Well, we just talked about the way the hoax site operates. Now, let’s see how to understand whether the site is deceptive without risking your money. Fortunately, frauds do not bother themselves with creating well-rounded disguises, so the same red flags repeat from one site to another.
1. Fake or absent reviews
Scam websites aim to exist for 1-2 weeks, so there’s no purpose (and way) to make any online reputation with user reviews. Obviously, even legit online shopping sites will lack client testimonials shortly after the start, as there were not many buyers yet. For that reason, this sign is not stand-alone and requires confirmation by other signs or indicators.
However, once you face unrealistic reviews that have nothing to do with what the site sells, that’s definitely not a good sign. Any unclear or gibberish reviews that may describe any item sold on the website should be taken with a grain of salt. And well, on fraudulent websites you will get an entire saltcellar. Always search for reviews on Google – this may save your money.
2. Unbelievably high discounts/low prices
No merchants will sell goods at loss for themselves. 70%, 80%, 90% discounts are not feasible even during sales events such as the aforementioned Thanksgiving day. In some cases, deceptive sites set the prices low without saying anything about discounts, but they will most likely be ludicrous, like $30 for a bed or $10 for a branded leather bag. Goods may be sold at a low price, but every sell-off has its sensible limits.
3. No customer support.
This is what distinguishes fraudulent websites from the genuine ones, even newly established. When a site is about to scam the clients, there’s no need to bother about answering their questions. Check out the “About us” or “Info” page (if it is present at all) – the site will most likely have no contact info whatsoever.
When they offer an email, or even a phone to reach them out, there is a huge chance that these contacts will be dead silent to your request. This, or they will answer you with generic text regardless of your question.
As frauds tend to reuse numbers and emails as “support” contacts, you can search them on Google. When they are used on a completely different website, be sure you are facing a blatant scam.
4. Payments via payment systems that does not support refunds
This scam indicator is not a guarantee, as there are plenty of benign services and shops using direct bank transfers, CashApp, Venmo or payment systems like them. Each of the latter has the same pitfall I’ve already mentioned above: they do not suppose any refunds.
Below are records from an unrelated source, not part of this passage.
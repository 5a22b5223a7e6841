// Licensed to the Apache Software Foundation (ASF) under one
// or more contributor license agreements.  See the NOTICE file
// distributed with this work for additional information
// regarding copyright ownership.  The ASF licenses this file
// to you under the Apache License, Version 2.0 (the
// "License"); you may not use this file except in compliance
// with the License.  You may obtain a copy of the License at
//
//   http://www.apache.org/licenses/LICENSE-2.0
//
// Unless required by applicable law or agreed to in writing,
// software distributed under the License is distributed on an
// "AS IS" BASIS, WITHOUT WARRANTIES OR CONDITIONS OF ANY
// KIND, either express or implied.  See the License for the
// specific language governing permissions and limitations
// under the License.

//! Bounded min-heap of monitored elements with a key to slot index.

use std::collections::HashMap;
use std::mem;

use crate::error::Error;
use crate::heavy_hitters::sketch::Element;

/// The monitored elements of a top-k sketch.
///
/// Elements are kept in an array-backed binary min-heap ordered by count, with ties
/// broken so that the element carrying the larger error sits closer to the root.
/// The index maps every monitored key to the slot currently holding it and is
/// updated together with every move of the heap.
#[derive(Debug, Clone, PartialEq, Eq)]
pub(crate) struct MonitoredSet {
    capacity: usize,
    elements: Vec<Element>,
    index: HashMap<Vec<u8>, usize>,
}

impl MonitoredSet {
    pub fn new(capacity: usize) -> Self {
        Self {
            capacity,
            elements: Vec::new(),
            index: HashMap::new(),
        }
    }

    /// Rebuilds a set from serialized slots and index entries.
    ///
    /// The elements are taken in slot order as given. Fails if the index is not a
    /// bijection onto the slots or the slots do not form a valid heap.
    pub fn from_parts(
        capacity: usize,
        elements: Vec<Element>,
        entries: Vec<(Vec<u8>, usize)>,
    ) -> Result<Self, Error> {
        if elements.len() > capacity {
            return Err(Error::deserial(format!(
                "{} monitored elements exceed capacity {capacity}",
                elements.len()
            )));
        }
        if entries.len() != elements.len() {
            return Err(Error::deserial(format!(
                "index has {} entries for {} monitored elements",
                entries.len(),
                elements.len()
            )));
        }

        let mut index = HashMap::with_capacity(capacity);
        for (key, slot) in entries {
            match elements.get(slot) {
                Some(element) if element.key() == key.as_slice() => {}
                Some(_) => {
                    return Err(Error::deserial(format!(
                        "index entry for slot {slot} names a different key"
                    )));
                }
                None => {
                    return Err(Error::deserial(format!(
                        "index slot {slot} out of range for {} elements",
                        elements.len()
                    )));
                }
            }
            if index.insert(key, slot).is_some() {
                return Err(Error::deserial("duplicate key in monitored index"));
            }
        }

        let set = Self {
            capacity,
            elements,
            index,
        };
        for slot in 1..set.elements.len() {
            if set.less(slot, parent(slot)) {
                return Err(Error::deserial(format!(
                    "monitored elements violate heap order at slot {slot}"
                )));
            }
        }
        Ok(set)
    }

    pub fn capacity(&self) -> usize {
        self.capacity
    }

    pub fn len(&self) -> usize {
        self.elements.len()
    }

    pub fn is_empty(&self) -> bool {
        self.elements.is_empty()
    }

    pub fn is_full(&self) -> bool {
        self.elements.len() >= self.capacity
    }

    /// Returns the slot holding `key`, if it is monitored.
    pub fn contains(&self, key: &[u8]) -> Option<usize> {
        self.index.get(key).copied()
    }

    pub fn get(&self, slot: usize) -> &Element {
        &self.elements[slot]
    }

    /// The element with the smallest count.
    pub fn min(&self) -> Option<&Element> {
        self.elements.first()
    }

    /// Adds `delta` to the count at `slot` and restores heap order.
    ///
    /// Returns a copy of the updated element.
    pub fn increment(&mut self, slot: usize, delta: u64) -> Element {
        let element = &mut self.elements[slot];
        element.count = element.count.saturating_add(delta);
        let slot = self.fix(slot);
        self.elements[slot].clone()
    }

    /// Adds a new element.
    ///
    /// # Panics
    ///
    /// Panics if the set is full or the key is already monitored.
    pub fn push(&mut self, element: Element) {
        assert!(
            !self.is_full(),
            "push on a full monitored set (capacity {})",
            self.capacity
        );
        assert!(
            !self.index.contains_key(element.key()),
            "key is already monitored"
        );
        let slot = self.elements.len();
        self.index.insert(element.key().to_vec(), slot);
        self.elements.push(element);
        self.sift_up(slot);
    }

    /// Removes and returns the element with the smallest count.
    ///
    /// # Panics
    ///
    /// Panics if the set is empty.
    pub fn pop_min(&mut self) -> Element {
        assert!(!self.is_empty(), "pop_min on an empty monitored set");
        let min = self.elements.swap_remove(0);
        self.index.remove(min.key());
        if let Some(root) = self.elements.first() {
            if let Some(entry) = self.index.get_mut(root.key()) {
                *entry = 0;
            }
            self.sift_down(0);
        }
        min
    }

    /// Overwrites the minimum element with `element` and returns the evicted one.
    ///
    /// # Panics
    ///
    /// Panics if the set is empty or the new key is already monitored.
    pub fn replace_min(&mut self, element: Element) -> Element {
        assert!(!self.is_empty(), "replace_min on an empty monitored set");
        assert!(
            !self.index.contains_key(element.key()),
            "key is already monitored"
        );
        self.index.insert(element.key().to_vec(), 0);
        let evicted = mem::replace(&mut self.elements[0], element);
        self.index.remove(evicted.key());
        self.sift_down(0);
        evicted
    }

    /// Copies the elements in slot order.
    pub fn snapshot(&self) -> Vec<Element> {
        self.elements.clone()
    }

    pub fn elements(&self) -> &[Element] {
        &self.elements
    }

    /// Index entries ordered by slot.
    pub fn index_entries(&self) -> Vec<(&[u8], usize)> {
        let mut entries: Vec<(&[u8], usize)> = self
            .index
            .iter()
            .map(|(key, &slot)| (key.as_slice(), slot))
            .collect();
        entries.sort_unstable_by_key(|&(_, slot)| slot);
        entries
    }

    pub fn clear(&mut self) {
        self.elements.clear();
        self.index.clear();
    }

    /// Moves the element at `slot` to its heap position and returns the new slot.
    fn fix(&mut self, slot: usize) -> usize {
        let slot = self.sift_up(slot);
        self.sift_down(slot)
    }

    fn sift_up(&mut self, mut slot: usize) -> usize {
        while slot > 0 {
            let up = parent(slot);
            if !self.less(slot, up) {
                break;
            }
            self.swap(slot, up);
            slot = up;
        }
        slot
    }

    fn sift_down(&mut self, mut slot: usize) -> usize {
        let len = self.elements.len();
        loop {
            let left = 2 * slot + 1;
            if left >= len {
                return slot;
            }
            let right = left + 1;
            let child = if right < len && self.less(right, left) {
                right
            } else {
                left
            };
            if !self.less(child, slot) {
                return slot;
            }
            self.swap(slot, child);
            slot = child;
        }
    }

    fn less(&self, i: usize, j: usize) -> bool {
        let (a, b) = (&self.elements[i], &self.elements[j]);
        a.count < b.count || (a.count == b.count && a.error > b.error)
    }

    fn swap(&mut self, i: usize, j: usize) {
        if i == j {
            return;
        }
        self.elements.swap(i, j);
        for slot in [i, j] {
            if let Some(entry) = self.index.get_mut(self.elements[slot].key()) {
                *entry = slot;
            }
        }
    }
}

fn parent(slot: usize) -> usize {
    (slot - 1) / 2
}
And this is what attracts scammers – once you paid for the order, nothing will help you to get the money back.
Some websites may also ask for payments in crypto, which is even less controllable than aforementioned payment methods. While cryptocurrency transactions expand their presence slowly, they still remain a beloved bay for different scams.
5. Items’ images are sourced from another page
As rascals most likely don’t have any items, they cannot make unique images. Thus their option is to hijack these images from other sites. When fraudsters offer identical goods on different websites, you can find such images on similarly-looking fraudulent sites. By searching for the image on Google, you can prove the uniqueness of an image.

Image duplicates on another scam site, as well as on Amazon and Walmart sites
6. Design repeats the one of a different page
This is the continuation of the stolen images I’ve just described. As frauds may scam people on the same topic repeatedly, they use the same web design under the new web-address, and voila – a new scam is ready to rock-n-roll! In some cases, reverse image search on Google advice from the previous paragraph may lead you to the copy of the page you’ve started on. It allows you to uncover such scams particularly easy, but criminals who create them never aim at cautious users.

Example of scam sites that duplicate each others’ design
Frequently Asked Questions about the Pullatic.com Scam
- Contact your bank or card provider and ask about chargeback options.
- Save screenshots, receipts, tracking numbers, and emails as evidence.
- Change reused passwords and enable two-factor authentication on important accounts.
- Watch for follow-up phishing emails pretending to offer refunds or delivery updates.